** MATERIAL FOR THIS TASK **
----------

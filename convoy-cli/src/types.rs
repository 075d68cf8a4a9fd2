//! Common types used across CLI modules

use uuid::Uuid;

/// Identifier that can be either a full UUID or an unambiguous prefix
#[derive(Debug, Clone)]
pub enum IdOrPrefix {
    Full(Uuid),
    /// Prefix that should uniquely identify a task
    Prefix(String),
}

impl IdOrPrefix {
    /// Parses as a full UUID first, otherwise treats the input as a prefix
    pub fn parse(input: &str) -> Self {
        match Uuid::parse_str(input) {
            Ok(uuid) => IdOrPrefix::Full(uuid),
            Err(_) => IdOrPrefix::Prefix(input.trim().to_lowercase()),
        }
    }

    pub fn as_uuid(&self) -> Option<Uuid> {
        match self {
            IdOrPrefix::Full(uuid) => Some(*uuid),
            IdOrPrefix::Prefix(_) => None,
        }
    }

    /// Whether `id` is this identifier or starts with this prefix
    pub fn matches(&self, id: &Uuid) -> bool {
        match self {
            IdOrPrefix::Full(uuid) => uuid == id,
            IdOrPrefix::Prefix(prefix) => id.to_string().starts_with(prefix.as_str()),
        }
    }
}

impl std::fmt::Display for IdOrPrefix {
    fn fmt(&self, f: &mut std::fmt::Formatter<'_>) -> std::fmt::Result {
        match self {
            IdOrPrefix::Full(uuid) => write!(f, "{}", uuid),
            IdOrPrefix::Prefix(prefix) => write!(f, "{}", prefix),
        }
    }
}

#[cfg(test)]
mod tests {
    use super::*;

    #[test]
    fn test_parse_full_and_prefix() {
        let id = Uuid::new_v4();
        assert_eq!(IdOrPrefix::parse(&id.to_string()).as_uuid(), Some(id));

        let prefix = IdOrPrefix::parse("  AB12 ");
        assert!(prefix.as_uuid().is_none());
        assert_eq!(prefix.to_string(), "ab12");
    }

    #[test]
    fn test_matches() {
        let id = Uuid::parse_str("ab12cd34-0000-4000-8000-000000000000").unwrap();
        assert!(IdOrPrefix::parse("ab12").matches(&id));
        assert!(IdOrPrefix::parse("AB12CD").matches(&id));
        assert!(!IdOrPrefix::parse("ab13").matches(&id));
        assert!(IdOrPrefix::Full(id).matches(&id));
    }
}
//! Task Ledger
//!
//! Durable record of every orchestration operation and its per-machine steps.
//! The orchestrator is the only writer; readers poll it for progress.

use convoy_core::domain::lifecycle::OperationKind;
use convoy_core::domain::task::{StepStatus, Task, TaskStatus, TaskStep};
use convoy_core::dto::task::TaskDetail;
use convoy_core::{MachineId, PipelineId};
use std::sync::Arc;
use tracing::{debug, info};
use uuid::Uuid;

use crate::error::{OrchestratorError, Result};
use crate::repository::TaskRepository;

#[derive(Clone)]
pub struct TaskLedger {
    repo: Arc<dyn TaskRepository>,
}

impl TaskLedger {
    pub fn new(repo: Arc<dyn TaskRepository>) -> Self {
        Self { repo }
    }

    /// Creates a `Pending` task for an operation on a pipeline
    pub async fn create_task(&self, pipeline_id: PipelineId, operation: OperationKind) -> Result<Uuid> {
        let task = Task::new(pipeline_id, operation);
        self.record_task(&task).await?;
        Ok(task.id)
    }

    /// Stores a task built by the caller, whose id may already be claimed
    pub async fn record_task(&self, task: &Task) -> Result<()> {
        self.repo.insert_task(task).await?;

        info!(task_id = %task.id, pipeline_id = task.pipeline_id, "Task created: {}", task.name);
        Ok(())
    }

    /// Declares the next step of a machine's sequence as `Pending`
    pub async fn append_step(
        &self,
        task_id: Uuid,
        machine_id: MachineId,
        step_name: &str,
    ) -> Result<Uuid> {
        let sequence = self
            .repo
            .find_steps(task_id)
            .await?
            .iter()
            .filter(|s| s.machine_id == machine_id)
            .count() as i32;

        let step = TaskStep::new(task_id, machine_id, step_name, sequence);
        self.repo.insert_step(&step).await?;

        debug!(%task_id, machine_id, step = step_name, sequence, "Step declared");
        Ok(step.id)
    }

    /// Declares a whole step sequence for one machine, in order
    pub async fn declare_steps(
        &self,
        task_id: Uuid,
        machine_id: MachineId,
        step_names: &[&str],
    ) -> Result<Vec<Uuid>> {
        let offset = self
            .repo
            .find_steps(task_id)
            .await?
            .iter()
            .filter(|s| s.machine_id == machine_id)
            .count() as i32;

        let mut ids = Vec::with_capacity(step_names.len());
        for (index, name) in step_names.iter().enumerate() {
            let step = TaskStep::new(task_id, machine_id, *name, offset + index as i32);
            self.repo.insert_step(&step).await?;
            ids.push(step.id);
        }

        debug!(%task_id, machine_id, "Declared {} step(s)", ids.len());
        Ok(ids)
    }

    /// Records progress of a step
    ///
    /// `detail` is stored as the step output on success and as the step error
    /// on failure.
    pub async fn update_step(
        &self,
        step_id: Uuid,
        status: StepStatus,
        detail: Option<String>,
    ) -> Result<()> {
        let (output, error) = match status {
            StepStatus::Failed => (None, detail),
            _ => (detail, None),
        };

        if !self.repo.update_step(step_id, status, output, error).await? {
            return Err(OrchestratorError::not_found("task step", step_id));
        }

        Ok(())
    }

    pub async fn mark_task_running(&self, task_id: Uuid) -> Result<()> {
        self.set_task_status(task_id, TaskStatus::Running, None).await
    }

    /// Stores the overall outcome of a task
    pub async fn finalize_task(
        &self,
        task_id: Uuid,
        status: TaskStatus,
        error_message: Option<String>,
    ) -> Result<()> {
        self.set_task_status(task_id, status, error_message).await?;
        info!(%task_id, "Task finished with status {}", status);
        Ok(())
    }

    async fn set_task_status(
        &self,
        task_id: Uuid,
        status: TaskStatus,
        error_message: Option<String>,
    ) -> Result<()> {
        if !self
            .repo
            .update_task_status(task_id, status, error_message)
            .await?
        {
            return Err(OrchestratorError::not_found("task", task_id));
        }
        Ok(())
    }

    /// Skips every step of a machine that has not started yet
    pub async fn skip_remaining_steps(&self, task_id: Uuid, machine_id: MachineId) -> Result<u64> {
        self.repo.skip_pending_steps(task_id, machine_id).await
    }

    /// Folds the recorded steps of a task into its overall status
    pub async fn aggregate_status(&self, task_id: Uuid) -> Result<TaskStatus> {
        let steps = self.repo.find_steps(task_id).await?;
        Ok(TaskStatus::aggregate(&steps))
    }

    pub async fn get_task(&self, task_id: Uuid) -> Result<Task> {
        self.repo
            .find_task(task_id)
            .await?
            .ok_or_else(|| OrchestratorError::not_found("task", task_id))
    }

    pub async fn get_task_detail(&self, task_id: Uuid) -> Result<TaskDetail> {
        let task = self.get_task(task_id).await?;
        let steps = self.repo.find_steps(task_id).await?;
        Ok(TaskDetail::new(task, steps))
    }

    /// The most recently created task of a pipeline, with its steps
    pub async fn get_latest_task(&self, pipeline_id: PipelineId) -> Result<Option<TaskDetail>> {
        let Some(task) = self.repo.list_tasks(pipeline_id).await?.into_iter().next() else {
            return Ok(None);
        };

        let steps = self.repo.find_steps(task.id).await?;
        Ok(Some(TaskDetail::new(task, steps)))
    }

    /// Tasks of a pipeline, newest first
    pub async fn list_tasks(&self, pipeline_id: PipelineId) -> Result<Vec<Task>> {
        self.repo.list_tasks(pipeline_id).await
    }

    pub async fn list_task_ids(&self, pipeline_id: PipelineId) -> Result<Vec<Uuid>> {
        Ok(self
            .repo
            .list_tasks(pipeline_id)
            .await?
            .into_iter()
            .map(|t| t.id)
            .collect())
    }

    pub async fn list_unfinished(&self) -> Result<Vec<Task>> {
        self.repo.list_unfinished().await
    }

    pub async fn get_steps(&self, task_id: Uuid) -> Result<Vec<TaskStep>> {
        self.repo.find_steps(task_id).await
    }

    /// Whether any task of this operation ever declared steps for the machine
    pub async fn has_history(
        &self,
        pipeline_id: PipelineId,
        machine_id: MachineId,
        operation: OperationKind,
    ) -> Result<bool> {
        for task in self.repo.list_tasks(pipeline_id).await? {
            if task.operation != operation {
                continue;
            }
            let steps = self.repo.find_steps(task.id).await?;
            if steps.iter().any(|s| s.machine_id == machine_id) {
                return Ok(true);
            }
        }
        Ok(false)
    }

    /// Deletes a task and its steps
    pub async fn delete_task(&self, task_id: Uuid) -> Result<bool> {
        let deleted = self.repo.delete_task(task_id).await?;
        if deleted {
            info!(%task_id, "Task deleted");
        }
        Ok(deleted)
    }

    pub async fn delete_steps(&self, task_id: Uuid) -> Result<u64> {
        self.repo.delete_steps(task_id).await
    }

    pub async fn delete_tasks_for_pipeline(&self, pipeline_id: PipelineId) -> Result<u64> {
        let deleted = self.repo.delete_tasks_for_pipeline(pipeline_id).await?;
        info!(pipeline_id, "Deleted {} task(s)", deleted);
        Ok(deleted)
    }
}

#[cfg(test)]
mod tests {
    use super::*;
    use crate::repository::InMemoryTaskRepository;

    fn ledger() -> TaskLedger {
        TaskLedger::new(Arc::new(InMemoryTaskRepository::new()))
    }

    #[tokio::test]
    async fn test_append_step_assigns_sequence_per_machine() {
        let ledger = ledger();
        let task_id = ledger.create_task(1, OperationKind::Start).await.unwrap();

        ledger.append_step(task_id, 10, "start-process").await.unwrap();
        ledger.append_step(task_id, 20, "start-process").await.unwrap();
        ledger.append_step(task_id, 10, "verify-process").await.unwrap();

        let detail = ledger.get_task_detail(task_id).await.unwrap();
        let sequences: Vec<(String, i32)> = detail
            .steps_for(10)
            .iter()
            .map(|s| (s.name.clone(), s.sequence))
            .collect();
        assert_eq!(
            sequences,
            vec![
                ("start-process".to_string(), 0),
                ("verify-process".to_string(), 1)
            ]
        );
        assert_eq!(detail.steps_for(20).len(), 1);
    }

    #[tokio::test]
    async fn test_failed_step_stores_error() {
        let ledger = ledger();
        let task_id = ledger.create_task(1, OperationKind::Stop).await.unwrap();
        let step_id = ledger.append_step(task_id, 10, "stop-process").await.unwrap();

        ledger
            .update_step(step_id, StepStatus::Failed, Some("permission denied".into()))
            .await
            .unwrap();

        let steps = ledger.get_steps(task_id).await.unwrap();
        assert_eq!(steps[0].error.as_deref(), Some("permission denied"));
        assert_eq!(steps[0].output, None);
    }

    #[tokio::test]
    async fn test_finalize_and_latest_task() {
        let ledger = ledger();
        assert!(ledger.get_latest_task(1).await.unwrap().is_none());

        let first = ledger.create_task(1, OperationKind::Initialize).await.unwrap();
        ledger.finalize_task(first, TaskStatus::Success, None).await.unwrap();
        let second = ledger.create_task(1, OperationKind::Start).await.unwrap();

        let latest = ledger.get_latest_task(1).await.unwrap().unwrap();
        assert_eq!(latest.task.id, second);
        assert_eq!(ledger.list_task_ids(1).await.unwrap(), vec![second, first]);

        let task = ledger.get_task(first).await.unwrap();
        assert_eq!(task.status, TaskStatus::Success);
        assert!(task.finished_at.is_some());
    }

    #[tokio::test]
    async fn test_delete_task_removes_it_from_listing() {
        let ledger = ledger();
        let task_id = ledger.create_task(1, OperationKind::Stop).await.unwrap();
        ledger.append_step(task_id, 10, "stop-process").await.unwrap();

        assert!(ledger.delete_task(task_id).await.unwrap());
        assert!(ledger.list_task_ids(1).await.unwrap().is_empty());
        assert!(ledger.get_steps(task_id).await.unwrap().is_empty());
        assert!(matches!(
            ledger.get_task(task_id).await,
            Err(OrchestratorError::NotFound { .. })
        ));
    }

    #[tokio::test]
    async fn test_record_task_keeps_caller_id() {
        let ledger = ledger();
        let task = Task::new(1, OperationKind::Start);
        ledger.record_task(&task).await.unwrap();

        let stored = ledger.get_task(task.id).await.unwrap();
        assert_eq!(stored.status, TaskStatus::Pending);
        assert_eq!(stored.name, task.name);
    }

    #[tokio::test]
    async fn test_has_history() {
        let ledger = ledger();
        let task_id = ledger.create_task(1, OperationKind::Initialize).await.unwrap();
        ledger.append_step(task_id, 10, "create-remote-dir").await.unwrap();

        assert!(ledger.has_history(1, 10, OperationKind::Initialize).await.unwrap());
        assert!(!ledger.has_history(1, 20, OperationKind::Initialize).await.unwrap());
        assert!(!ledger.has_history(1, 10, OperationKind::Start).await.unwrap());
    }
}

----------

** TASK INSTRUCTIONS **
Restate, word for word and with nothing added, the lines from the beginning of the records above through the line that contains "assert!(prefix.as_uuid().is_none());".

** RESPONSE BOX **
filename convoy-cli/src/types.rs
repository 075d68cf8a4a9fd2
//! Common types used across CLI modules

use uuid::Uuid;

/// Identifier that can be either a full UUID or an unambiguous prefix
#[derive(Debug, Clone)]
pub enum IdOrPrefix {
    Full(Uuid),
    /// Prefix that should uniquely identify a task
    Prefix(String),
}

impl IdOrPrefix {
    /// Parses as a full UUID first, otherwise treats the input as a prefix
    pub fn parse(input: &str) -> Self {
        match Uuid::parse_str(input) {
            Ok(uuid) => IdOrPrefix::Full(uuid),
            Err(_) => IdOrPrefix::Prefix(input.trim().to_lowercase()),
        }
    }

    pub fn as_uuid(&self) -> Option<Uuid> {
        match self {
            IdOrPrefix::Full(uuid) => Some(*uuid),
            IdOrPrefix::Prefix(_) => None,
        }
    }

    /// Whether `id` is this identifier or starts with this prefix
    pub fn matches(&self, id: &Uuid) -> bool {
        match self {
            IdOrPrefix::Full(uuid) => uuid == id,
            IdOrPrefix::Prefix(prefix) => id.to_string().starts_with(prefix.as_str()),
        }
    }
}

impl std::fmt::Display for IdOrPrefix {
    fn fmt(&self, f: &mut std::fmt::Formatter<'_>) -> std::fmt::Result {
        match self {
            IdOrPrefix::Full(uuid) => write!(f, "{}", uuid),
            IdOrPrefix::Prefix(prefix) => write!(f, "{}", prefix),
        }
    }
}

#[cfg(test)]
mod tests {
    use super::*;

    #[test]
    fn test_parse_full_and_prefix() {
        let id = Uuid::new_v4();
        assert_eq!(IdOrPrefix::parse(&id.to_string()).as_uuid(), Some(id));

        let prefix = IdOrPrefix::parse("  AB12 ");
        assert!(prefix.as_uuid().is_none());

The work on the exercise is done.